### tb_variant_filter
![tb variant filter build status](https://github.com/COMBAT-TB/tb_variant_filter/actions/workflows/tb_variant_filter.yml/badge.svg)
This tool offers multiple options for filtering variants (in VCF files, relative to M. tuberculosis H37Rv coordinates).
It currently has 5 main modes:
1. Filter by region. Mask out variants in certain regions. Region lists available as:
1. `farhat_rlc` and `farhat_rlc_lowmap`: Refined Low Confidence (RLC) and RLC plus low mappability regions from [Marin et al](https://doi.org/10.1093/bioinformatics/btac023)
1. `pe_ppe`: PE/PPE genes from [Fishbein et al 2015](https://onlinelibrary.wiley.com/doi/full/10.1111/mmi.12981)
2. `tbprofiler`: [TBProfiler](http://tbdr.lshtm.ac.uk/) list of antibiotic resistant genes
3. `mtbseq`: [MTBseq](https://github.com/ngs-fzb/MTBseq_source) list of antibiotic resistant genes
4. `uvp`: [UVP](https://github.com/CPTR-ReSeqTB/UVP) list of repetitive loci in M. tuberculosis genome
2. Filter by proximity to indels.
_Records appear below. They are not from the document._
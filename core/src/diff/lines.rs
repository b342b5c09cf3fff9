//! Line/hunk diff: LCS over pretty-printed JSON, assembled into unified-diff
//! style hunks.

use serde::Serialize;
use serde_json::Value;

/// Symmetric context window around changed lines.
pub const DEFAULT_CONTEXT: usize = 3;

#[derive(Debug, Clone, Copy, PartialEq, Eq, Serialize)]
#[serde(rename_all = "lowercase")]
pub enum DiffLineKind {
    Add,
    Remove,
    Context,
}

#[derive(Debug, Clone, PartialEq, Eq, Serialize)]
#[serde(rename_all = "camelCase")]
pub struct DiffLine {
    #[serde(rename = "type")]
    pub kind: DiffLineKind,
    pub content: String,
    /// 1-based line number in the local text; absent for added lines.
    #[serde(skip_serializing_if = "Option::is_none")]
    pub old_line_number: Option<usize>,
    /// 1-based line number in the production text; absent for removed lines.
    #[serde(skip_serializing_if = "Option::is_none")]
    pub new_line_number: Option<usize>,
}

#[derive(Debug, Clone, Serialize)]
#[serde(rename_all = "camelCase")]
pub struct DiffHunk {
    pub old_start: usize,
    pub old_lines: usize,
    pub new_start: usize,
    pub new_lines: usize,
    pub lines: Vec<DiffLine>,
}

/// Hunks plus both full pretty-printed texts, retained for side-by-side
/// rendering by the reporting sink.
#[derive(Debug, Clone, Serialize)]
#[serde(rename_all = "camelCase")]
pub struct LineDiff {
    pub hunks: Vec<DiffHunk>,
    pub local_json: String,
    pub production_json: String,
}

fn to_pretty(value: &Value) -> String {
    // serde_json pretty-printing is 2-space indented. The fallback coerces to
    // the compact Display form instead of aborting the comparison.
    serde_json::to_string_pretty(value).unwrap_or_else(|_| value.to_string())
}

/// Pretty-print both values and diff them line by line.
pub fn line_diff(local: &Value, production: &Value, context: usize) -> LineDiff {
    let local_json = to_pretty(local);
    let production_json = to_pretty(production);
    let old_lines: Vec<&str> = local_json.lines().collect();
    let new_lines: Vec<&str> = production_json.lines().collect();

    let all_lines = backtrack(&old_lines, &new_lines);
    let hunks = build_hunks(&all_lines, context);

    LineDiff {
        hunks,
        local_json,
        production_json,
    }
}

/// Classic O(m·n) LCS length table: `dp[i][j]` is the LCS of the first `i`
/// old lines and the first `j` new lines.
fn lcs_table(old: &[&str], new: &[&str]) -> Vec<Vec<usize>> {
    let (m, n) = (old.len(), new.len());
    let mut dp = vec![vec![0usize; n + 1]; m + 1];
    for i in 1..=m {
        for j in 1..=n {
            dp[i][j] = if old[i - 1] == new[j - 1] {
                dp[i - 1][j - 1] + 1
            } else {
                dp[i - 1][j].max(dp[i][j - 1])
            };
        }
    }
    dp
}

/// Walk the table from `dp[m][n]` back to the origin, emitting one entry per
/// line. Ties between viable directions prefer insertion.
fn backtrack(old: &[&str], new: &[&str]) -> Vec<DiffLine> {
    let dp = lcs_table(old, new);
    let mut out = Vec::with_capacity(old.len().max(new.len()));
    let (mut i, mut j) = (old.len(), new.len());

    while i > 0 || j > 0 {
        if i > 0 && j > 0 && old[i - 1] == new[j - 1] {
            out.push(DiffLine {
                kind: DiffLineKind::Context,
                content: old[i - 1].to_string(),
                old_line_number: Some(i),
                new_line_number: Some(j),
            });
            i -= 1;
            j -= 1;
        } else if j > 0 && (i == 0 || dp[i][j - 1] >= dp[i - 1][j]) {
            out.push(DiffLine {
                kind: DiffLineKind::Add,
                content: new[j - 1].to_string(),
                old_line_number: None,
                new_line_number: Some(j),
            });
            j -= 1;
        } else {
            out.push(DiffLine {
                kind: DiffLineKind::Remove,
                content: old[i - 1].to_string(),
                old_line_number: Some(i),
                new_line_number: None,
            });
            i -= 1;
        }
    }

    out.reverse();
    out
}

/// Group the flat line list into hunks. Consecutive changes whose gap is at
/// most `2 × context` share a hunk; each hunk carries up to `context` leading
/// and trailing context lines.
fn build_hunks(lines: &[DiffLine], context: usize) -> Vec<DiffHunk> {
    let changed: Vec<usize> = lines
        .iter()
        .enumerate()
        .filter(|(_, l)| l.kind != DiffLineKind::Context)
        .map(|(idx, _)| idx)
        .collect();

    let mut hunks = Vec::new();
    let mut i = 0;
    while i < changed.len() {
        let first = changed[i];
        let mut last = first;
        let mut j = i;
        while j + 1 < changed.len() && changed[j + 1] - last <= 2 * context {
            j += 1;
            last = changed[j];
        }
        let lo = first.saturating_sub(context);
        let hi = (last + context + 1).min(lines.len());
        hunks.push(make_hunk(&lines[lo..hi]));
        i = j + 1;
    }
    hunks
}

fn make_hunk(slice: &[DiffLine]) -> DiffHunk {
    let old_start = slice
        .iter()
        .filter_map(|l| l.old_line_number)
        .min()
        .unwrap_or(0);
    let new_start = slice
        .iter()
        .filter_map(|l| l.new_line_number)
        .min()
        .unwrap_or(0);
    // Context counts on both sides, removes only on old, adds only on new.
    let old_lines = slice
        .iter()
        .filter(|l| l.kind != DiffLineKind::Add)
        .count();
    let new_lines = slice
        .iter()
        .filter(|l| l.kind != DiffLineKind::Remove)
        .count();
    DiffHunk {
        old_start,
        old_lines,
        new_start,
        new_lines,
        lines: slice.to_vec(),
    }
}

#[cfg(test)]
mod tests {
    use super::*;
    use pretty_assertions::assert_eq;
    use serde_json::json;

    fn lcs_len(old: &[&str], new: &[&str]) -> usize {
        lcs_table(old, new)[old.len()][new.len()]
    }

    #[test]
    fn lcs_table_basics() {
        assert_eq!(lcs_len(&["a", "b", "c"], &["a", "c"]), 2);
        assert_eq!(lcs_len(&["a", "b"], &["c", "d"]), 0);
        assert_eq!(lcs_len(&[], &["a"]), 0);
    }

    #[test]
    fn backtrack_edit_count_matches_lcs() {
        // Non-context lines must number m + n - 2*LCS.
        let cases: &[(&[&str], &[&str])] = &[
            (&["a", "b", "c", "d"], &["a", "x", "c", "y"]),
            (&["1", "2", "3"], &["3", "2", "1"]),
            (&["same"], &["same"]),
            (&[], &["only", "new"]),
            (&["only", "old"], &[]),
        ];
        for &(old, new) in cases {
            let lines = backtrack(old, new);
            let edits = lines
                .iter()
                .filter(|l| l.kind != DiffLineKind::Context)
                .count();
            assert_eq!(edits, old.len() + new.len() - 2 * lcs_len(old, new));
        }
    }

    #[test]
    fn backtrack_line_numbers_are_one_based_and_monotonic() {
        let lines = backtrack(&["a", "b", "c"], &["a", "x", "c"]);
        let old_nums: Vec<usize> = lines.iter().filter_map(|l| l.old_line_number).collect();
        let new_nums: Vec<usize> = lines.iter().filter_map(|l| l.new_line_number).collect();
        assert_eq!(old_nums, vec![1, 2, 3]);
        assert_eq!(new_nums, vec![1, 2, 3]);
    }

    #[test]
    fn hunks_cover_every_change_exactly_once() {
        let old: Vec<String> = (0..40).map(|i| format!("line {i}")).collect();
        let mut new = old.clone();
        new[5] = "changed 5".to_string();
        new[30] = "changed 30".to_string();
        let old_refs: Vec<&str> = old.iter().map(String::as_str).collect();
        let new_refs: Vec<&str> = new.iter().map(String::as_str).collect();

        let lines = backtrack(&old_refs, &new_refs);
        let hunks = build_hunks(&lines, DEFAULT_CONTEXT);

        // Far-apart changes land in separate hunks.
        assert_eq!(hunks.len(), 2);

        let expected: Vec<&DiffLine> = lines
            .iter()
            .filter(|l| l.kind != DiffLineKind::Context)
            .collect();
        let collected: Vec<&DiffLine> = hunks
            .iter()
            .flat_map(|h| h.lines.iter())
            .filter(|l| l.kind != DiffLineKind::Context)
            .collect();
        assert_eq!(collected, expected);
    }

    #[test]
    fn nearby_changes_merge_into_one_hunk() {
        let old: Vec<String> = (0..20).map(|i| format!("line {i}")).collect();
        let mut new = old.clone();
        new[8] = "changed 8".to_string();
        new[12] = "changed 12".to_string();
        let old_refs: Vec<&str> = old.iter().map(String::as_str).collect();
        let new_refs: Vec<&str> = new.iter().map(String::as_str).collect();

        let lines = backtrack(&old_refs, &new_refs);
        let hunks = build_hunks(&lines, DEFAULT_CONTEXT);
        assert_eq!(hunks.len(), 1);
    }

    #[test]
    fn hunk_line_counts_split_by_side() {
        let lines = backtrack(&["a", "b", "c"], &["a", "x", "c"]);
        let hunks = build_hunks(&lines, DEFAULT_CONTEXT);
        assert_eq!(hunks.len(), 1);
        let h = &hunks[0];
        assert_eq!(h.old_start, 1);
        assert_eq!(h.new_start, 1);
        // 2 context + 1 remove on the old side, 2 context + 1 add on the new.
        assert_eq!(h.old_lines, 3);
        assert_eq!(h.new_lines, 3);
    }

    #[test]
    fn identical_texts_produce_no_hunks() {
        let d = line_diff(&json!({"a": 1}), &json!({"a": 1}), DEFAULT_CONTEXT);
        assert!(d.hunks.is_empty());
        assert_eq!(d.local_json, d.production_json);
    }

    #[test]
    fn end_to_end_name_change() {
        let local = json!({"data": {"user": {"id": 1, "name": "Ann"}}});
        let production = json!({"data": {"user": {"id": 1, "name": "Anne"}}});
        let d = line_diff(&local, &production, DEFAULT_CONTEXT);

        assert_eq!(d.hunks.len(), 1);
        let h = &d.hunks[0];

        let removes: Vec<&DiffLine> = h
            .lines
            .iter()
            .filter(|l| l.kind == DiffLineKind::Remove)
            .collect();
        let adds: Vec<&DiffLine> = h
            .lines
            .iter()
            .filter(|l| l.kind == DiffLineKind::Add)
            .collect();
        assert_eq!(removes.len(), 1);
        assert_eq!(adds.len(), 1);
        assert!(removes[0].content.contains("\"name\": \"Ann\""));
        assert!(adds[0].content.contains("\"name\": \"Anne\""));

        let context: Vec<&str> = h
            .lines
            .iter()
            .filter(|l| l.kind == DiffLineKind::Context)
            .map(|l| l.content.as_str())
            .collect();
        assert!(context.iter().any(|c| c.contains('{')));
        assert!(context.iter().any(|c| c.contains("\"user\": {")));
        assert!(context.iter().any(|c| c.contains("\"id\": 1,")));
    }

    #[test]
    fn serializes_with_wire_field_names() {
        let d = line_diff(&json!({"a": 1}), &json!({"a": 2}), DEFAULT_CONTEXT);
        let v = serde_json::to_value(&d).unwrap();
        assert!(v["localJson"].is_string());
        assert!(v["productionJson"].is_string());
        let line = &v["hunks"][0]["lines"][0];
        assert!(line["type"].is_string());
        assert_eq!(v["hunks"][0]["oldStart"], json!(1));
    }
}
Masks out variants within a certain distance (by default 5 bases) of an insertion or
deletion site.
3. Filter by percentage of alternate allele bases. Mask out variants with less than a minimum percentage
(by default 90%) alternative alleles.
4. Filter by depth of reads at a variant site. Masks out variants with less than a minimum depth of coverage
(default 30) at the site
5. Filter all non-SNV variants. Masks out variants that are not single nucleotide variants.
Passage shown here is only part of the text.